→ Your task
What appears from the first line of the records below through the line containing "value is wrong." must be reproduced verbatim.
=== Provided entries ===
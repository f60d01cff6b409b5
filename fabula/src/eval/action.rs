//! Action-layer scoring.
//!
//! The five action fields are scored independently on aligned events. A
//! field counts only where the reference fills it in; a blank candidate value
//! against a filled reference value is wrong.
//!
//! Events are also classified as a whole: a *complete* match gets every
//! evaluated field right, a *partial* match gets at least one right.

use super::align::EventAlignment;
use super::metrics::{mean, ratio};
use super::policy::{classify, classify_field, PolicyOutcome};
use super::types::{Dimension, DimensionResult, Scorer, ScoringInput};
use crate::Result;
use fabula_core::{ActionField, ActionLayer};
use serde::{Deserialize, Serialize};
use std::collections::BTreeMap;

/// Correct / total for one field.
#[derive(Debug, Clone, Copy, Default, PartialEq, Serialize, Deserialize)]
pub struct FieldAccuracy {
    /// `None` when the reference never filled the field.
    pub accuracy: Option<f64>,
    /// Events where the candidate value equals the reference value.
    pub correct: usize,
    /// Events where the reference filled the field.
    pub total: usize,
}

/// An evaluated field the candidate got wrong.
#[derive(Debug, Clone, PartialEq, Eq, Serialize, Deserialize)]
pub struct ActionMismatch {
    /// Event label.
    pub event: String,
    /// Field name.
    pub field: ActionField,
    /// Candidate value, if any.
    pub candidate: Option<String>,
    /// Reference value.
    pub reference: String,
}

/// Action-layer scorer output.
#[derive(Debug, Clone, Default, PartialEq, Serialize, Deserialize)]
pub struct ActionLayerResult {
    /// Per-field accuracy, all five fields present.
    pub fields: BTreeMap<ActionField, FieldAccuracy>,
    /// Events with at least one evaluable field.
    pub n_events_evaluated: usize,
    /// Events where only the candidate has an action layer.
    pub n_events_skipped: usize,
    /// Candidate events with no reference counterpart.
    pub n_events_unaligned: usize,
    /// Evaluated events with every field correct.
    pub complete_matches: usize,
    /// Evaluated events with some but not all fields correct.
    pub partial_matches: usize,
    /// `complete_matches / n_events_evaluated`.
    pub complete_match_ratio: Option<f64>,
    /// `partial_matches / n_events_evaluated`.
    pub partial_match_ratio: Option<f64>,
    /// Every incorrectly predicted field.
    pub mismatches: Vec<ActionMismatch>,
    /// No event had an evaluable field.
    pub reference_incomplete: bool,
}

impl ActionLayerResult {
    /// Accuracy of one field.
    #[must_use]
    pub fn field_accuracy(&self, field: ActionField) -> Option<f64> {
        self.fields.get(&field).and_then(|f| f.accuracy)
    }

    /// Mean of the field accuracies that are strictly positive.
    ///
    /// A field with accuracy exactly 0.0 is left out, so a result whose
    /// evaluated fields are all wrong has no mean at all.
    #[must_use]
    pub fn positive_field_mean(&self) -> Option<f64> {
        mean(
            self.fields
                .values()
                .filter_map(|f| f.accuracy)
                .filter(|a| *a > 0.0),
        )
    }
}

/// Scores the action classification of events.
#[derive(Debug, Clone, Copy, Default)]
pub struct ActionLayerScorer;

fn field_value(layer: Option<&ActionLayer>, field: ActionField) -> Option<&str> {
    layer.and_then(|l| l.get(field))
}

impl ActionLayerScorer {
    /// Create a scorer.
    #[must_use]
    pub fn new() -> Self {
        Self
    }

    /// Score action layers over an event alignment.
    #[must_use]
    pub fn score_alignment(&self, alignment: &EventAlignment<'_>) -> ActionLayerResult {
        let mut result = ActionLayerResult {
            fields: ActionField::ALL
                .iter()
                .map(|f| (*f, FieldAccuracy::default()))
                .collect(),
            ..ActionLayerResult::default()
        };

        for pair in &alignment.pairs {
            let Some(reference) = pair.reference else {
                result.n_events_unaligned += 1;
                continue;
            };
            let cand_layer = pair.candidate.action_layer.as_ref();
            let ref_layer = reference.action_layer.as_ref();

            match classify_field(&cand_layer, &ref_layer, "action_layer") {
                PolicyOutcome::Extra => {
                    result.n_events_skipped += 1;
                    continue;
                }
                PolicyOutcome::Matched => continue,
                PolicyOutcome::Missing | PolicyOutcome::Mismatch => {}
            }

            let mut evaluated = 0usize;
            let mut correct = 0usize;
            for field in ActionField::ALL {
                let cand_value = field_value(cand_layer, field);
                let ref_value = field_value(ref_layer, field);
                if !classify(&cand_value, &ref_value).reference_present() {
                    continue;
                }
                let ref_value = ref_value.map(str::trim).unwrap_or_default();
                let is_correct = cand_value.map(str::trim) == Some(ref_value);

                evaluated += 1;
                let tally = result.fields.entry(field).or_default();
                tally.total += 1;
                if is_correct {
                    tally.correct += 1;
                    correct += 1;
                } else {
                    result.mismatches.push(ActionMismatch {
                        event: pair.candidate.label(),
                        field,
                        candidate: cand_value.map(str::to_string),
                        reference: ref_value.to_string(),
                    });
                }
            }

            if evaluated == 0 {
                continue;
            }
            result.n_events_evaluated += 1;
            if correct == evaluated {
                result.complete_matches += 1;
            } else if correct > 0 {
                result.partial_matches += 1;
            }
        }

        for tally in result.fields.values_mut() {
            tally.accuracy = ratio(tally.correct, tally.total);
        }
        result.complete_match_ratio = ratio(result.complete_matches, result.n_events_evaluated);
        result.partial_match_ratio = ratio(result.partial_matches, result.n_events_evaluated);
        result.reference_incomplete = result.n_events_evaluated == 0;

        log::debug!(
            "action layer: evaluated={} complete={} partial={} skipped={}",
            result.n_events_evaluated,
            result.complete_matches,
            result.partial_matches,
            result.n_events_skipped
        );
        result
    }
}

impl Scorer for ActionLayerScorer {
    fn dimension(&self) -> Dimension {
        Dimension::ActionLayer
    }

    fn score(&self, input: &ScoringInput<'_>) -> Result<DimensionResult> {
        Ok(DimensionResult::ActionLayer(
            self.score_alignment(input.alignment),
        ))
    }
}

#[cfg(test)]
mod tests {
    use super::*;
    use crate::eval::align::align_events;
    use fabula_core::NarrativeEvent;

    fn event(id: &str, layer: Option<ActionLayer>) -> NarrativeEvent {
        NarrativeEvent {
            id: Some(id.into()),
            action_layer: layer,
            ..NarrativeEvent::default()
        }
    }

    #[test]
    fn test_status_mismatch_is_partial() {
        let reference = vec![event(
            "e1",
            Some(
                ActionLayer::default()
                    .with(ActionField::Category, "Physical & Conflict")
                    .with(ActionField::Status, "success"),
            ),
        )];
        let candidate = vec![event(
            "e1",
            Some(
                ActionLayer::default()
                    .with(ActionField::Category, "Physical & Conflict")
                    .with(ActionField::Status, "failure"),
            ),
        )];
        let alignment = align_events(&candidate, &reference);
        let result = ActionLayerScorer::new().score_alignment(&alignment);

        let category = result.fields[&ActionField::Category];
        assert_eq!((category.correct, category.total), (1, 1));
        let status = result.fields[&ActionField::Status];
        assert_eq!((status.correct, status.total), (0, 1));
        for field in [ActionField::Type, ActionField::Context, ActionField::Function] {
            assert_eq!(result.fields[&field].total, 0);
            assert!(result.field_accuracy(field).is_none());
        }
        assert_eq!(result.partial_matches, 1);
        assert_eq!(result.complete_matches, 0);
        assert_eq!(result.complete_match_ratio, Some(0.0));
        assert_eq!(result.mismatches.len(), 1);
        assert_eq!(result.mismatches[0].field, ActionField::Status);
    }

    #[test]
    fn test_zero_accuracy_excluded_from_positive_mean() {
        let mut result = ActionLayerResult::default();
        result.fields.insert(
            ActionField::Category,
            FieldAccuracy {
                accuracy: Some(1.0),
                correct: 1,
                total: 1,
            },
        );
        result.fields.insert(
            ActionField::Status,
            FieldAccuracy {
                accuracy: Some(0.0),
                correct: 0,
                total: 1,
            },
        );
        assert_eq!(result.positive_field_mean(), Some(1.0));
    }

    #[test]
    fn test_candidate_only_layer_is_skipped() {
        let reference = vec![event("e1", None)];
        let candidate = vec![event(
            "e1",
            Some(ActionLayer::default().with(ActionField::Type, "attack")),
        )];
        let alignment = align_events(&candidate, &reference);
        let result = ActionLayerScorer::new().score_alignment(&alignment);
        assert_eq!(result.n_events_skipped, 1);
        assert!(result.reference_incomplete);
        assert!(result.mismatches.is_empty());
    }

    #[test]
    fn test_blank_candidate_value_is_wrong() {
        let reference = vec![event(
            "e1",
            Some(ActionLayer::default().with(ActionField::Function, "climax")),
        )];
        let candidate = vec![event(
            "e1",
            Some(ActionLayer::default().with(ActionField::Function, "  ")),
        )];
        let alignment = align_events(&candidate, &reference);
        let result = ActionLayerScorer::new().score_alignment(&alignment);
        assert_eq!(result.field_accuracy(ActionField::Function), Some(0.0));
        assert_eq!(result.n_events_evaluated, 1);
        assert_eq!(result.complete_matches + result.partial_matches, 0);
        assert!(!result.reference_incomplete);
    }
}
===
→ Result of the exercise
repository f60d01cff6b409b5
filename fabula/src/eval/action.rs
//! Action-layer scoring.
//!
//! The five action fields are scored independently on aligned events. A
//! field counts only where the reference fills it in; a blank candidate value
//! against a filled reference value is wrong.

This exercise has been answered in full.